In the crowded world of medical memoirs, some stories simply recount a career. Others, however, transcend the genre, becoming timeless testaments to the endurance of the human spirit. Dr. Michael M. Meguid’s epic series, A Surgeon’s Tale, firmly belongs in the latter category, and its fourth volume, Great Joys, Great Sorrows, is its beating, emotional heart. 
This isn’t just a book about medicine; it’s a profound story of survival.
For new readers, the series chronicles the incredible journey of a young man from a traumatic, multicultural childhood to the pinnacle of the surgical world at Harvard. But Great Joys, Great Sorrows plunges the reader into the crucible itself: the grueling, soul-crushing reality of a 1970s surgical residency. This is where the story of survival becomes most palpable.

The book’s opening pages lay out the stark reality with the “1970s Surgical Residents’ Survival Guide,” a list of grimly humorous aphorisms that includes “Eat when you can,” “Sleep when you can,” and the telling rule, “Residents can be replaced. Nurses cannot.” This isn’t just a historical document; it’s the framework for a life lived on the edge, where 110-hour workweeks were the norm and burnout was a constant, looming threat.

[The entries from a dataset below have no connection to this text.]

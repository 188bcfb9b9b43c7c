//! crates/palazzo_core/src/domain.rs
//!
//! Defines the pure, core data structures for the application.
//! These structs are independent of any transport or serialization format.

use bytes::Bytes;
use chrono::{DateTime, Utc};
use uuid::Uuid;

/// Which of the two design flows a session runs.
#[derive(Debug, Clone, Copy, PartialEq, Eq, Default)]
pub enum DesignMode {
    /// Re-stage a room photo and list the furniture in it.
    #[default]
    Interior,
    /// Restyle a photo and write a social media caption for it.
    Content,
}

impl DesignMode {
    pub fn as_str(&self) -> &'static str {
        match self {
            DesignMode::Interior => "interior",
            DesignMode::Content => "content",
        }
    }
}

/// The fixed style palette offered to the user. Free-text styles are still
/// accepted by the generation ports.
#[derive(Debug, Clone, Copy, PartialEq, Eq)]
pub enum DesignStyle {
    Modern,
    Minimalist,
    Industrial,
    Bohemian,
    Scandinavian,
    Coastal,
}

impl DesignStyle {
    pub const ALL: [DesignStyle; 6] = [
        DesignStyle::Modern,
        DesignStyle::Minimalist,
        DesignStyle::Industrial,
        DesignStyle::Bohemian,
        DesignStyle::Scandinavian,
        DesignStyle::Coastal,
    ];

    pub fn label(&self) -> &'static str {
        match self {
            DesignStyle::Modern => "Modern",
            DesignStyle::Minimalist => "Minimalist",
            DesignStyle::Industrial => "Industrial",
            DesignStyle::Bohemian => "Bohemian",
            DesignStyle::Scandinavian => "Scandinavian",
            DesignStyle::Coastal => "Coastal",
        }
    }
}

/// An encoded image together with its MIME type.
///
/// `Bytes` keeps clones cheap: the same source image is handed to several
/// requests and to every snapshot.
#[derive(Debug, Clone, PartialEq, Eq)]
pub struct ImageData {
    pub bytes: Bytes,
    pub mime_type: String,
}

impl ImageData {
    pub fn new(bytes: impl Into<Bytes>, mime_type: impl Into<String>) -> Self {
        Self {
            bytes: bytes.into(),
            mime_type: mime_type.into(),
        }
    }

    pub fn len(&self) -> usize {
        self.bytes.len()
    }

    pub fn is_empty(&self) -> bool {
        self.bytes.is_empty()
    }
}

#[derive(Debug, Clone, Copy, PartialEq, Eq)]
pub enum Sender {
    User,
    Assistant,
}

/// A single line of the design conversation. Immutable once appended.
#[derive(Debug, Clone, PartialEq, Eq)]
pub struct Message {
    pub id: Uuid,
    pub sender: Sender,
    pub text: String,
    pub created_at: DateTime<Utc>,
}

impl Message {
    pub fn user(text: impl Into<String>) -> Self {
        Self::new(Sender::User, text)
    }

    pub fn assistant(text: impl Into<String>) -> Self {
        Self::new(Sender::Assistant, text)
    }

    fn new(sender: Sender, text: impl Into<String>) -> Self {
        Self {
            id: Uuid::new_v4(),
            sender,
            text: text.into(),
            created_at: Utc::now(),
        }
    }
}

/// One entry of the structured item list, before its product photo exists.
#[derive(Debug, Clone, PartialEq, Eq)]
pub struct PartialItem {
    pub name: String,
    pub price_estimate: String,
    pub color: String,
    pub description: String,
    pub dimensions: String,
    pub materials: Vec<String>,
    pub style_tags: Vec<String>,
}

/// A detected furniture or decor item shown in the shop list.
#[derive(Debug, Clone, PartialEq, Eq)]
pub struct FurnitureItem {
    pub id: String,
    pub name: String,
    pub price_estimate: String,
    pub color: String,
    pub description: String,
    pub dimensions: String,
    pub materials: Vec<String>,
    pub style_tags: Vec<String>,
    /// Absent when the product photo could not be synthesized.
    pub product_image: Option<ImageData>,
}

impl FurnitureItem {
    pub fn from_partial(id: String, partial: PartialItem, product_image: Option<ImageData>) -> Self {
        Self {
            id,
            name: partial.name,
            price_estimate: partial.price_estimate,
            color: partial.color,
            description: partial.description,
            dimensions: partial.dimensions,
            materials: partial.materials,
            style_tags: partial.style_tags,
            product_image,
        }
    }
}

/// User feedback on a generated design.
#[derive(Debug, Clone, PartialEq, Eq)]
pub struct DesignFeedback {
    pub satisfied: bool,
    pub reasons: Vec<String>,
    pub other: Option<String>,
}

/// The canned reasons a user can pick when unhappy with a design.
pub const FEEDBACK_REASONS: [&str; 4] = [
    "Architecture Changed",
    "Weird Lighting",
    "Incorrect Furniture",
    "Style Doesn't Match",
];
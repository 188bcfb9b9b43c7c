//! crates/palazzo_core/src/codec.rs
//!
//! Upload validation and the base64/data-URL conversions used at the edges.

use crate::domain::ImageData;
use base64::engine::general_purpose::STANDARD as BASE64_STANDARD;
use base64::Engine;
use bytes::Bytes;

/// Uploads larger than this are rejected.
pub const MAX_UPLOAD_BYTES: usize = 5 * 1024 * 1024;

pub const ACCEPTED_MIME_TYPES: [&str; 2] = ["image/jpeg", "image/png"];

/// The file name offered when the current design is saved locally.
pub const EXPORT_FILE_NAME: &str = "palazzo-design.jpeg";

#[derive(Debug, Clone, PartialEq, Eq, thiserror::Error)]
pub enum CodecError {
    #[error("Please upload a JPG or PNG file.")]
    UnsupportedFormat(String),
    #[error("File size should not exceed 5MB.")]
    TooLarge { size: usize },
    #[error("Image data is not valid base64: {0}")]
    InvalidEncoding(String),
}

/// A file as the client handed it over, before validation.
#[derive(Debug, Clone)]
pub struct UploadedFile {
    pub mime_type: String,
    pub bytes: Bytes,
}

impl UploadedFile {
    pub fn new(bytes: impl Into<Bytes>, mime_type: impl Into<String>) -> Self {
        Self {
            mime_type: mime_type.into(),
            bytes: bytes.into(),
        }
    }

    /// Builds an upload from either a `data:<mime>;base64,<payload>` URL or a
    /// bare base64 payload with a separately declared MIME type.
    pub fn from_encoded(payload: &str, declared_mime_type: &str) -> Result<Self, CodecError> {
        match parse_data_url(payload) {
            Some((mime_type, data)) => Ok(Self::new(decode_base64(data)?, mime_type)),
            None => Ok(Self::new(decode_base64(payload)?, declared_mime_type)),
        }
    }
}

/// Validates an upload against the allow-list and the size ceiling.
pub fn decode(file: UploadedFile) -> Result<ImageData, CodecError> {
    let mime_type = file.mime_type.trim().to_ascii_lowercase();
    if !ACCEPTED_MIME_TYPES.contains(&mime_type.as_str()) {
        return Err(CodecError::UnsupportedFormat(file.mime_type));
    }
    if file.bytes.len() > MAX_UPLOAD_BYTES {
        return Err(CodecError::TooLarge {
            size: file.bytes.len(),
        });
    }
    Ok(ImageData::new(file.bytes, mime_type))
}

/// Renders an image as a data URL the browser can display directly.
pub fn to_displayable(image: &ImageData) -> String {
    format!("data:{};base64,{}", image.mime_type, encode_base64(&image.bytes))
}

pub fn encode_base64(bytes: &[u8]) -> String {
    BASE64_STANDARD.encode(bytes)
}

pub fn decode_base64(data: &str) -> Result<Bytes, CodecError> {
    BASE64_STANDARD
        .decode(data.trim())
        .map(Bytes::from)
        .map_err(|e| CodecError::InvalidEncoding(e.to_string()))
}

/// Splits a base64 data URL into its MIME type and payload.
fn parse_data_url(url: &str) -> Option<(&str, &str)> {
    let rest = url.trim().strip_prefix("data:")?;
    let (header, data) = rest.split_once(',')?;
    let mime_type = header.strip_suffix(";base64")?;
    Some((mime_type, data))
}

The central theme that makes this historical medical biography so compelling is the concept of the “wounded healer.” Dr. Meguid isn’t just a doctor learning his craft; he’s a man grappling with the ghosts of his past—maternal abandonment, cultural displacement, and the search for a father figure he finds in his formidable mentors. His struggle to master the scalpel is a mirror of his struggle to heal himself.